*Task objective:* Give only the number of lines in the records that include "HttpClient".

*Record excerpts:*
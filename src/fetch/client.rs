use async_trait::async_trait;
use reqwest::{Request, Response};
use std::time::Duration;

/// Executes a prepared request. Implemented by [`BasicClient`] in production
/// and by canned-response stubs in tests.
#[async_trait]
pub trait HttpClient: Send + Sync {
    async fn execute(&self, req: Request) -> reqwest::Result<Response>;
}

/// Plain `reqwest` client with a fixed per-request timeout.
pub struct BasicClient(reqwest::Client);

impl BasicClient {
    pub fn with_timeout(timeout: Duration) -> reqwest::Result<Self> {
        let client = reqwest::Client::builder()
            .timeout(timeout)
            .connect_timeout(timeout)
            .build()?;
        Ok(Self(client))
    }
}

#[async_trait]
impl HttpClient for BasicClient {
    async fn execute(&self, req: Request) -> reqwest::Result<Response> {
        self.0.execute(req).await
    }
}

*Response for this exercise:* 2